While it was no surprise to see Berkshire dump the airlines, we were shocked to see that Buffett stopped buying back Berkshire's shares on March 10 and didn't repurchase any of the company's common stock between then and the end of April. Our general feeling has been that with cash reserves being guarded, distressed opportunities few and far between, and many of Berkshire's stock holdings either struggling with the COVID-19 pandemic or subsequent shutdown/recession, the best option for the company's excess cash may be Berkshire's own common stock.

Greggory Warren, CFA, is a financial services sector strategist for Morningstar. This article is general information and does not consider the circumstances of any investor.

Surprises from Berkshire's Annual Meeting

Click on the image of Gregg Warren to hear his reactions to Buffett's presentation.

 

8 Comments
Jim Simpson
May 14, 2020

Interesting that Berkshire have dumped airline shares.
My memory is that one of Warren Buffet's rules of investing was " never invest in airlines". He backed this up by saying that occasionally, in the middle of the night, he woke up with an idea that he should invest in airlines but he had a 1800 number that he rang and was talked out of it by a counsellor.

Chris
May 07, 2020

Buffett doesn't need to do anything at this stage of his life, he literally will be the person that captures essence of the phrases "he who dies with the most toys, wins" and "When Alexander saw the breadth of his domain, he wept for there were no more worlds to conquer.". There's nothing else to do now, even he has said that when he dies it's all going in an S&P500 index fund.

Not buying anything is probably due to two reasons: (1) at his age, he's probably gone all risk-averse and not wanting to make a mistake right at the end that people will remember him for more than what he did before it and (2) there is nothing to buy at the current prices that is attractive enough.

Sure, there might be something out there but people always want something for even cheaper than is being offered to them, even if it is a good price.

Alfa123
May 09, 2020

Buffett thinks like a businessman first and investor later.

Chris
May 14, 2020

Why are the two concepts separate ?

Alan Moffett
May 21, 2020

A business man cares about health of business on a long term basis ahead of financial rewards.

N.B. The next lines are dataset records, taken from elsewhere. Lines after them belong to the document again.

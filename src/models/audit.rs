/// Event types recorded in the audit log.
pub mod audit_events {
    pub const USER_REGISTERED: &str = "user_registered";
    pub const LOGIN_SUCCESS: &str = "login_success";
    pub const LOGIN_FAILED: &str = "login_failed";
    pub const LOGOUT: &str = "logout";

    pub const TRIP_CREATED: &str = "trip_created";
    pub const TRIP_UPDATED: &str = "trip_updated";
    pub const TRIP_DELETED: &str = "trip_deleted";
    pub const TRIP_IMPORTED: &str = "trip_imported";

    pub const VISA_CREATED: &str = "visa_created";
    pub const VISA_UPDATED: &str = "visa_updated";
    pub const VISA_DELETED: &str = "visa_deleted";
    pub const VISA_ENTRY_RECORDED: &str = "visa_entry_recorded";
    pub const VISA_ENTRY_DELETED: &str = "visa_entry_deleted";
}
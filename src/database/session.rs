use crate::database::postgres_repository::PostgresRepository;
use crate::error::app_error::AppError;
use crate::models::session::{Session, SessionLookup, SessionUser};
use chrono::{DateTime, Utc};
use uuid::Uuid;

const SESSION_COLUMNS: &str = "id, user_id, created_at, expires_at, user_agent";

#[derive(sqlx::FromRow)]
struct SessionUserRow {
    #[sqlx(flatten)]
    user: SessionUser,
    live: bool,
}

impl PostgresRepository {
    /// Opens a session. The user's expired sessions are swept in the same
    /// statement.
    pub async fn create_session(&self, user_id: &Uuid, expires_at: DateTime<Utc>, user_agent: Option<&str>) -> Result<Session, AppError> {
        let query = format!(
            r#"
            WITH swept AS (
                DELETE FROM user_session WHERE user_id = $1 AND expires_at <= now()
            )
            INSERT INTO user_session (user_id, expires_at, user_agent)
            VALUES ($1, $2, $3)
            RETURNING {SESSION_COLUMNS}
            "#
        );

        let session = sqlx::query_as::<_, Session>(&query)
            .bind(user_id)
            .bind(expires_at)
            .bind(user_agent)
            .fetch_one(&self.pool)
            .await?;

        Ok(session)
    }

    /// Resolves a session cookie. An expired session is deleted on sight.
    pub async fn lookup_session(&self, session_id: &Uuid, user_id: &Uuid) -> Result<SessionLookup, AppError> {
        let row = sqlx::query_as::<_, SessionUserRow>(
            r#"
            SELECT u.id, u.email, u.timezone, s.expires_at > now() AS live
            FROM user_session s
            JOIN users u ON u.id = s.user_id
            WHERE s.id = $1 AND s.user_id = $2
            "#,
        )
        .bind(session_id)
        .bind(user_id)
        .fetch_optional(&self.pool)
        .await?;

        match row {
            Some(SessionUserRow { user, live: true }) => Ok(SessionLookup::Active(user)),
            Some(_) => {
                self.delete_session(session_id, user_id).await?;
                Ok(SessionLookup::Expired)
            }
            None => Ok(SessionLookup::Missing),
        }
    }

    /// Returns whether a session was removed.
    pub async fn delete_session(&self, session_id: &Uuid, user_id: &Uuid) -> Result<bool, AppError> {
        let result = sqlx::query("DELETE FROM user_session WHERE id = $1 AND user_id = $2")
            .bind(session_id)
            .bind(user_id)
            .execute(&self.pool)
            .await?;

        Ok(result.rows_affected() > 0)
    }
}

#[cfg(test)]
mod tests {
    use super::*;
    use crate::test_utils::{sign_up, test_client};
    use chrono::Duration;
    use sqlx::PgPool;

    #[rocket::async_test]
    #[ignore = "requires database"]
    async fn expired_sessions_are_reported_once_then_gone() {
        let client = test_client().await;
        let user_id = sign_up(&client).await;
        let repo = PostgresRepository {
            pool: client.rocket().state::<PgPool>().unwrap().clone(),
        };

        let live = repo.create_session(&user_id, Utc::now() + Duration::hours(1), Some("tests")).await.unwrap();
        assert_eq!(live.user_agent.as_deref(), Some("tests"));
        assert!(matches!(repo.lookup_session(&live.id, &user_id).await.unwrap(), SessionLookup::Active(user) if user.id == user_id));
        assert!(matches!(repo.lookup_session(&live.id, &Uuid::new_v4()).await.unwrap(), SessionLookup::Missing));

        let stale = repo.create_session(&user_id, Utc::now() - Duration::minutes(1), None).await.unwrap();
        assert!(matches!(repo.lookup_session(&stale.id, &user_id).await.unwrap(), SessionLookup::Expired));
        assert!(matches!(repo.lookup_session(&stale.id, &user_id).await.unwrap(), SessionLookup::Missing));

        assert!(repo.delete_session(&live.id, &user_id).await.unwrap());
        assert!(!repo.delete_session(&live.id, &user_id).await.unwrap());
    }
}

A modern day investor in reality is a speculator who is more interpreted in the price action of security. He is not interested in overall business health, wants to make make quick buck and move on to next security.

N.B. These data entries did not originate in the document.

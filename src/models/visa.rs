use crate::models::check_supported_dates;
use crate::models::trip::VisaType;
use crate::schengen::{StayUsage, stay_usage};
use chrono::{DateTime, NaiveDate, Utc};
use rocket::serde::{Deserialize, Serialize};
use schemars::JsonSchema;
use uuid::Uuid;
use validator::{Validate, ValidationError};

#[derive(Serialize, Debug, Clone, sqlx::FromRow)]
pub struct UserVisa {
    pub id: Uuid,
    pub user_id: Uuid,
    pub country: String,
    pub visa_type: VisaType,
    pub issue_date: NaiveDate,
    pub expiry_date: NaiveDate,
    pub max_stay_days: i32,
    pub is_multiple_entry: bool,
    pub notes: Option<String>,
    pub created_at: DateTime<Utc>,
}

#[derive(Serialize, Debug, Clone, sqlx::FromRow)]
pub struct VisaEntry {
    pub id: Uuid,
    pub user_visa_id: Uuid,
    pub entry_date: NaiveDate,
    pub exit_date: Option<NaiveDate>,
    pub created_at: DateTime<Utc>,
}

impl VisaEntry {
    /// Inclusive day count, ongoing entries run through `today`.
    pub fn days(&self, today: NaiveDate) -> i64 {
        let end = self.exit_date.unwrap_or(today);
        if end < self.entry_date { 0 } else { (end - self.entry_date).num_days() + 1 }
    }
}

impl UserVisa {
    pub fn days_until_expiry(&self, today: NaiveDate) -> i64 {
        (self.expiry_date - today).num_days()
    }

    pub fn is_expired(&self, today: NaiveDate) -> bool {
        self.expiry_date < today
    }

    pub fn stay_summary(&self, entries: &[VisaEntry], today: NaiveDate) -> VisaStaySummary {
        let days_used: i64 = entries.iter().map(|entry| entry.days(today)).sum();
        let max_days = i64::from(self.max_stay_days);
        let is_expired = self.is_expired(today);
        let inside = entries.iter().any(|entry| entry.exit_date.is_none());
        let can_enter = !is_expired && !inside && (self.is_multiple_entry || entries.is_empty()) && days_used < max_days;

        VisaStaySummary {
            visa_id: self.id,
            country: self.country.clone(),
            entry_count: entries.len(),
            days_used,
            remaining_days: (max_days - days_used).max(0),
            usage: stay_usage(days_used, max_days),
            days_until_expiry: self.days_until_expiry(today),
            is_expired,
            can_enter,
        }
    }
}

#[derive(Deserialize, Debug, Clone, Validate, JsonSchema)]
#[validate(schema(function = "validate_visa_dates"))]
pub struct VisaRequest {
    #[validate(length(min = 2, max = 100))]
    pub country: String,
    #[serde(default)]
    pub visa_type: VisaType,
    pub issue_date: NaiveDate,
    pub expiry_date: NaiveDate,
    #[validate(range(min = 0, max = 3650))]
    pub max_stay_days: i32,
    #[serde(default)]
    pub is_multiple_entry: bool,
    #[validate(length(max = 1000))]
    pub notes: Option<String>,
}

fn validate_visa_dates(request: &VisaRequest) -> Result<(), ValidationError> {
    check_supported_dates([request.issue_date, request.expiry_date])?;
    if request.expiry_date < request.issue_date {
        return Err(ValidationError::new("expiry_date_before_issue_date").with_message("Expiry date must not be before the issue date".into()));
    }
    Ok(())
}

#[derive(Deserialize, Debug, Clone, Validate, JsonSchema)]
#[validate(schema(function = "validate_entry_dates"))]
pub struct VisaEntryRequest {
    pub entry_date: NaiveDate,
    pub exit_date: Option<NaiveDate>,
}

fn validate_entry_dates(request: &VisaEntryRequest) -> Result<(), ValidationError> {
    check_supported_dates(std::iter::once(request.entry_date).chain(request.exit_date))?;
    if let Some(exit_date) = request.exit_date
        && exit_date < request.entry_date
    {
        return Err(ValidationError::new("exit_date_before_entry_date").with_message("Exit date must not be before the entry date".into()));
    }
    Ok(())
}

#[derive(Serialize, Debug, JsonSchema)]
pub struct VisaResponse {
    pub id: Uuid,
    pub country: String,
    pub visa_type: VisaType,
    pub issue_date: NaiveDate,
    pub expiry_date: NaiveDate,
    pub max_stay_days: i32,
    pub is_multiple_entry: bool,
    pub notes: Option<String>,
    pub created_at: DateTime<Utc>,
}

impl From<&UserVisa> for VisaResponse {
    fn from(visa: &UserVisa) -> Self {
        Self {
            id: visa.id,
            country: visa.country.clone(),
            visa_type: visa.visa_type,
            issue_date: visa.issue_date,
            expiry_date: visa.expiry_date,
            max_stay_days: visa.max_stay_days,
            is_multiple_entry: visa.is_multiple_entry,
            notes: visa.notes.clone(),
            created_at: visa.created_at,
        }
    }
}

#[derive(Serialize, Debug, JsonSchema)]
pub struct VisaEntryResponse {
    pub id: Uuid,
    pub entry_date: NaiveDate,
    pub exit_date: Option<NaiveDate>,
    pub created_at: DateTime<Utc>,
}

impl From<&VisaEntry> for VisaEntryResponse {
    fn from(entry: &VisaEntry) -> Self {
        Self {
            id: entry.id,
            entry_date: entry.entry_date,
            exit_date: entry.exit_date,
            created_at: entry.created_at,
        }
    }
}

#[derive(Serialize, Debug, Clone, PartialEq, JsonSchema)]
pub struct VisaStaySummary {
    pub visa_id: Uuid,
    pub country: String,
    pub entry_count: usize,
    pub days_used: i64,
    pub remaining_days: i64,
    pub usage: StayUsage,
    /// Negative once the visa has expired.
    pub days_until_expiry: i64,
    pub is_expired: bool,
    /// Whether a new entry is possible today.
    pub can_enter: bool,
}

#[cfg(test)]
pub(crate) fn sample_visa(country: &str, issue_date: NaiveDate, expiry_date: NaiveDate) -> UserVisa {
    UserVisa {
        id: Uuid::new_v4(),
        user_id: Uuid::nil(),
        country: country.to_string(),
        visa_type: VisaType::DigitalNomad,
        issue_date,
        expiry_date,
        max_stay_days: 90,
        is_multiple_entry: true,
        notes: None,
        created_at: Utc::now(),
    }
}
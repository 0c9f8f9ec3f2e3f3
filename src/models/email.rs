use crate::email::{EmailInput, ParseFailure, ParsedTravelInfo, TripSuggestion};
use crate::models::trip::{TripResponse, VisaType};
use rocket::serde::{Deserialize, Serialize};
use schemars::JsonSchema;
use validator::Validate;

const MAX_BODY_BYTES: u64 = 512 * 1024;

#[derive(Deserialize, Debug, Validate, JsonSchema)]
pub struct ParseEmailRequest {
    #[validate(length(min = 3, max = 320))]
    pub sender: String,
    #[validate(length(max = 998))]
    pub subject: String,
    #[validate(length(min = 1, max = "MAX_BODY_BYTES"))]
    pub body: String,
}

impl From<&ParseEmailRequest> for EmailInput {
    fn from(request: &ParseEmailRequest) -> Self {
        EmailInput {
            sender: request.sender.clone(),
            subject: request.subject.clone(),
            body: request.body.clone(),
        }
    }
}

/// `success` tells "nothing usable in this email" (false, with `error`) apart
/// from a system error, which is a non-2xx response.
#[derive(Serialize, Debug, JsonSchema)]
pub struct ParseEmailResponse {
    pub success: bool,
    #[serde(skip_serializing_if = "Option::is_none")]
    pub data: Option<ParsedTravelInfo>,
    #[serde(skip_serializing_if = "Option::is_none")]
    pub trip_suggestion: Option<TripSuggestion>,
    #[serde(skip_serializing_if = "Option::is_none")]
    pub error: Option<ParseFailureBody>,
}

#[derive(Serialize, Debug, JsonSchema)]
pub struct ParseFailureBody {
    pub message: String,
    #[serde(flatten)]
    pub failure: ParseFailure,
}

impl From<Result<ParsedTravelInfo, ParseFailure>> for ParseEmailResponse {
    fn from(result: Result<ParsedTravelInfo, ParseFailure>) -> Self {
        match result {
            Ok(info) => Self {
                success: true,
                trip_suggestion: info.trip_suggestion(),
                data: Some(info),
                error: None,
            },
            Err(failure) => Self {
                success: false,
                data: None,
                trip_suggestion: None,
                error: Some(ParseFailureBody {
                    message: failure.to_string(),
                    failure,
                }),
            },
        }
    }
}

#[derive(Deserialize, Debug, Validate, JsonSchema)]
pub struct ImportEmailRequest {
    #[validate(nested)]
    pub email: ParseEmailRequest,
    #[serde(default)]
    pub visa_type: VisaType,
    #[validate(range(min = 0, max = 3650))]
    pub max_days: Option<i32>,
    #[validate(length(min = 2, max = 100))]
    pub passport_country: String,
}

#[derive(Serialize, Debug, JsonSchema)]
pub struct ImportEmailResponse {
    pub trip: TripResponse,
    pub parsed: ParsedTravelInfo,
}
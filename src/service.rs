pub mod email_import;
pub mod notification;
pub mod schengen;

This is the main difference between Warren Buffett and an average investor.

david
May 07, 2020

Very surprised with the airline purchase due to the majority of airlines around the world not making profits in the good times. No moat businesses as well.

Thurston Howell, IV.
May 07, 2020

Pretty sure it wasn't Buffett's idea to ever own airlines, rather his upcoming guys Todd and Ted. These worked well, until they didn't. When things went as they did, and future prospects and costs unknown, it was time to bail out, in full, as they don't like minority holdings. As usual, he bares full responsibilty, so you won't hear him blaming his juniors if my theory is right.

CC
May 07, 2020

I was shocked that Buffett ever bought airline stocks in the first place !!
That's something in the past he said he'd never do.